■ **Task prompt**
Begin at the top of the records and copy each line exactly. The line containing "request until its" is the last one to include.

§

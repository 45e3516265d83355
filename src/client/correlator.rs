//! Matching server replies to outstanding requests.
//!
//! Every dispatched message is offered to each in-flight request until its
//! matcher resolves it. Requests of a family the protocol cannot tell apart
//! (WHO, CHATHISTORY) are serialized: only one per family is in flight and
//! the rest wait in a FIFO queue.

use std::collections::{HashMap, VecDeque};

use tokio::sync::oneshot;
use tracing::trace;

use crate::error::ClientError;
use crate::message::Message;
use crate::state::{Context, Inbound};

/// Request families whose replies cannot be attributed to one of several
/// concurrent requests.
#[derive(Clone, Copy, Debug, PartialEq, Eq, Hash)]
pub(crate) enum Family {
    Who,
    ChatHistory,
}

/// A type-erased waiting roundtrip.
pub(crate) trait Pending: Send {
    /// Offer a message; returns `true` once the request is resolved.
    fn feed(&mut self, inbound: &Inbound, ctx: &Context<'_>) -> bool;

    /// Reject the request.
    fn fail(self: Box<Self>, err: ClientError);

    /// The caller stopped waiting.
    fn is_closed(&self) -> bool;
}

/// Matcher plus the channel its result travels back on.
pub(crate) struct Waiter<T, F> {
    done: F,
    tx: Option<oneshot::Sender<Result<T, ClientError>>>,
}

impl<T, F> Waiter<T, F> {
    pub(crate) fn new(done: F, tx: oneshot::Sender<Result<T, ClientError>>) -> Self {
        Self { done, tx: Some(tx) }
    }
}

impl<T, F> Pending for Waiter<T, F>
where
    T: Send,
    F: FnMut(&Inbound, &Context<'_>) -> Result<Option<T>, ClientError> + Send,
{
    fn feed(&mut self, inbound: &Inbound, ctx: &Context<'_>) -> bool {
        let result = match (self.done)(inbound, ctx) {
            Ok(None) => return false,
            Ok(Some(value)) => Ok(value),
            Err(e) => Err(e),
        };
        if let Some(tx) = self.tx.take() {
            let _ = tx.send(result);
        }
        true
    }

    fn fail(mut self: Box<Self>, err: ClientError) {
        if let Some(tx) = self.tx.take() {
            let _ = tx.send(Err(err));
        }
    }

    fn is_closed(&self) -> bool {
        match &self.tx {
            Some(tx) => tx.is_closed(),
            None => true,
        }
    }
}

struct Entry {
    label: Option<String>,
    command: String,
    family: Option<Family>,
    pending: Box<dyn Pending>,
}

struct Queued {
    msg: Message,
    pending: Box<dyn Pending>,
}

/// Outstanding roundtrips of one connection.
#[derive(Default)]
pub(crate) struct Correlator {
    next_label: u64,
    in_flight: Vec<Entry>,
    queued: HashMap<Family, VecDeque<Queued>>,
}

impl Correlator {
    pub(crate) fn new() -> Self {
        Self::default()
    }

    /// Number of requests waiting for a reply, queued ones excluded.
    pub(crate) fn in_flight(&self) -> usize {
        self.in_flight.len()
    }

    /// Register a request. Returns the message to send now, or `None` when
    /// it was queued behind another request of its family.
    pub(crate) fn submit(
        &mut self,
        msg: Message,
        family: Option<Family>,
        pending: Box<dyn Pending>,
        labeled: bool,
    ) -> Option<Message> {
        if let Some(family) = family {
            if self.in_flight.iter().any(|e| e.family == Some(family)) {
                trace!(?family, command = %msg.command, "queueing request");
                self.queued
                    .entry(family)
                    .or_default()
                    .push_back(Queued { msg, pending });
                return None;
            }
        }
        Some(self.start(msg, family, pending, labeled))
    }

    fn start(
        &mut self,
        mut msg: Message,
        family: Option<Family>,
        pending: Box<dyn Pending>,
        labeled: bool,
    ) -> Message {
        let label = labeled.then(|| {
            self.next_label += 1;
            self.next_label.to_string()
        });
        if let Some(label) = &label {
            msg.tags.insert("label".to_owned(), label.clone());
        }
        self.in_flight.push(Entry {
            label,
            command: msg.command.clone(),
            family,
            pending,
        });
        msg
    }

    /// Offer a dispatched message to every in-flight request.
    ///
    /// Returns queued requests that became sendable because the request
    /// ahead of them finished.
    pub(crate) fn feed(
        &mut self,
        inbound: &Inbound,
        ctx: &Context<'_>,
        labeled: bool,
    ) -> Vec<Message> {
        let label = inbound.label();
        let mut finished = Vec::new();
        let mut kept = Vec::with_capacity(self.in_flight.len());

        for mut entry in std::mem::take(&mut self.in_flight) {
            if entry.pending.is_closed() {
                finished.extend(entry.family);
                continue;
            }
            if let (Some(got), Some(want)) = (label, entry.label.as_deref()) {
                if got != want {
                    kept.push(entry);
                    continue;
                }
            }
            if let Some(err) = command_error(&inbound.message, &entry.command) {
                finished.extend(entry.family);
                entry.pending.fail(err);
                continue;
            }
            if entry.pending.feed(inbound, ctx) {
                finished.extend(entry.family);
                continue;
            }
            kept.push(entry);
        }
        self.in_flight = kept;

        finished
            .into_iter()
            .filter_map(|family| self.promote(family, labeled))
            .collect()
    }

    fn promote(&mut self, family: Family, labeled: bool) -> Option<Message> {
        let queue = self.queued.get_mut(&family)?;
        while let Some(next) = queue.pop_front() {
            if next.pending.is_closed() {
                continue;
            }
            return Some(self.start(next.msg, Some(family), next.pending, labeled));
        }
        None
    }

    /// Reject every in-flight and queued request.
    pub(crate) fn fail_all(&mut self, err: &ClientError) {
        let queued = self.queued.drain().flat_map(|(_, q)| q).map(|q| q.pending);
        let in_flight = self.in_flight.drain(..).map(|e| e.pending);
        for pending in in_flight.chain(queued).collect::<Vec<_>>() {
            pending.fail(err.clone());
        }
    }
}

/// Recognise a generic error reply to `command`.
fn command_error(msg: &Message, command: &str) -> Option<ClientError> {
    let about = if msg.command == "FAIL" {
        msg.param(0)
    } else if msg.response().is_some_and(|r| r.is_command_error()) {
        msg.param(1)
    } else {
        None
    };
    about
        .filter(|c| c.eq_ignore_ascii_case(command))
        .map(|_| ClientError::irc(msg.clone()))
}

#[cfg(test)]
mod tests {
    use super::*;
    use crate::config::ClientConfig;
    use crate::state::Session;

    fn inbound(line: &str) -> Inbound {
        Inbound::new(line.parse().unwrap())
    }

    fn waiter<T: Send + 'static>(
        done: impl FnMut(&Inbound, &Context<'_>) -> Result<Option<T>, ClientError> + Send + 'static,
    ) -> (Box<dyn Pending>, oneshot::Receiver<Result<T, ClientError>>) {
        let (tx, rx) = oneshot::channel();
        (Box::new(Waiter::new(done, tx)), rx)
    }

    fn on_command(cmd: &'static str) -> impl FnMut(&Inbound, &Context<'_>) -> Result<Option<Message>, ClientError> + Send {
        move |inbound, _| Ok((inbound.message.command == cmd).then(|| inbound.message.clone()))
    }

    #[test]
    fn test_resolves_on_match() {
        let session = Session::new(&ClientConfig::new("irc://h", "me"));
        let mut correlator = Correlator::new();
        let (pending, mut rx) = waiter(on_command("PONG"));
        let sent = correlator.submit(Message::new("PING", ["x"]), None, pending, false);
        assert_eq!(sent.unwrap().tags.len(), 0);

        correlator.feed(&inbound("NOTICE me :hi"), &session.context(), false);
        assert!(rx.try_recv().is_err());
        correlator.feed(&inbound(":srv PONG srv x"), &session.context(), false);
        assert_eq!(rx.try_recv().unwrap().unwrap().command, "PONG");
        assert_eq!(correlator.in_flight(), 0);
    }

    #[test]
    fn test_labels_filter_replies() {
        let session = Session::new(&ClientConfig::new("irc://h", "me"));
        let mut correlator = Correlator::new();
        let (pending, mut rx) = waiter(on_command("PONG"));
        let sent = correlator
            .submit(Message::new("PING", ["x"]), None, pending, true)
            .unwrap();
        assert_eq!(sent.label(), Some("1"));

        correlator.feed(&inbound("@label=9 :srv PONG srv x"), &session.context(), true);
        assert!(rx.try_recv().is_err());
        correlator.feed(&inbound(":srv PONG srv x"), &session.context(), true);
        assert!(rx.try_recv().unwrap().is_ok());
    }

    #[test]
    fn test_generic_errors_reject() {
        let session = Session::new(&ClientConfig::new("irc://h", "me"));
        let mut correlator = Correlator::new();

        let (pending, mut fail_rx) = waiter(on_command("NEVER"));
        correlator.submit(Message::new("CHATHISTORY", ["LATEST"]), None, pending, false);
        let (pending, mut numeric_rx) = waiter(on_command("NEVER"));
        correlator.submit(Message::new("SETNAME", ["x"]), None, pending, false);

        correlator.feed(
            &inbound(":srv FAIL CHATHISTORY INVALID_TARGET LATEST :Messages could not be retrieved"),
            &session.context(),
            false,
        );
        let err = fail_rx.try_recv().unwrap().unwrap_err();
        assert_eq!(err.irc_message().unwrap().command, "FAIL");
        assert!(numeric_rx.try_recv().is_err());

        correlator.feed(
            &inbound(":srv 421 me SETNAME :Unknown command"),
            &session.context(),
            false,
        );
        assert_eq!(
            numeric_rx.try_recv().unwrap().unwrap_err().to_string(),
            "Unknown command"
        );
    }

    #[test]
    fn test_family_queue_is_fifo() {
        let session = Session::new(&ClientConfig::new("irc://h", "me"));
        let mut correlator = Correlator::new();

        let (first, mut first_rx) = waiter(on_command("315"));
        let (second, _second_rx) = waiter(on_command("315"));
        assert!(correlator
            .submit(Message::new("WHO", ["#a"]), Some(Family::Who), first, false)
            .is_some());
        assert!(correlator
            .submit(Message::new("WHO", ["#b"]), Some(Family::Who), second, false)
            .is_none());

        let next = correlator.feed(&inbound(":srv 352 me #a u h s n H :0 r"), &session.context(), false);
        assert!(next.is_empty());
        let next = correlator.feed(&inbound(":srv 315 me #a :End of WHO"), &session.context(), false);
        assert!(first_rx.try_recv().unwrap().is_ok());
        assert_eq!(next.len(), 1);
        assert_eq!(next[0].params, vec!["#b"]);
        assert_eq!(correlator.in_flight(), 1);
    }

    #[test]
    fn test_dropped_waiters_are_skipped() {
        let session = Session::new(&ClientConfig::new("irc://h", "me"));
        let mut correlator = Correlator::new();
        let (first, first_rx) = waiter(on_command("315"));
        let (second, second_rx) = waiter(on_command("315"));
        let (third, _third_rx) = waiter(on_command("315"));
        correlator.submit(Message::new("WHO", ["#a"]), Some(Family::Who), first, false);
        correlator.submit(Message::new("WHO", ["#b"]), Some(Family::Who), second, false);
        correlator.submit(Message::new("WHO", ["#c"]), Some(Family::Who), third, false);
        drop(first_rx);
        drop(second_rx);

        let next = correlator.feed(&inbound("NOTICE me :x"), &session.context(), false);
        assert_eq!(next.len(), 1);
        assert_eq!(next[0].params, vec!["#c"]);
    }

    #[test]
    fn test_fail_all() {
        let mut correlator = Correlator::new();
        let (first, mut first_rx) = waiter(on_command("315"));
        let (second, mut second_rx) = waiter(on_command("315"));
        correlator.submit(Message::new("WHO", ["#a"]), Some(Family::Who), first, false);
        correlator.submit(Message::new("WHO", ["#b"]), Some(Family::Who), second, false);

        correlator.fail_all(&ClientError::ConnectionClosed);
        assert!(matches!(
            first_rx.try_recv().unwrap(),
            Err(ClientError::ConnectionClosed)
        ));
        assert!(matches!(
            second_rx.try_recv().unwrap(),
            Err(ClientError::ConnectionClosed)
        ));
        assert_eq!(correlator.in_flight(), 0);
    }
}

§

■ **The completed task**
repository 45e3516265d83355
filename src/client/correlator.rs
//! Matching server replies to outstanding requests.
//!
//! Every dispatched message is offered to each in-flight request until its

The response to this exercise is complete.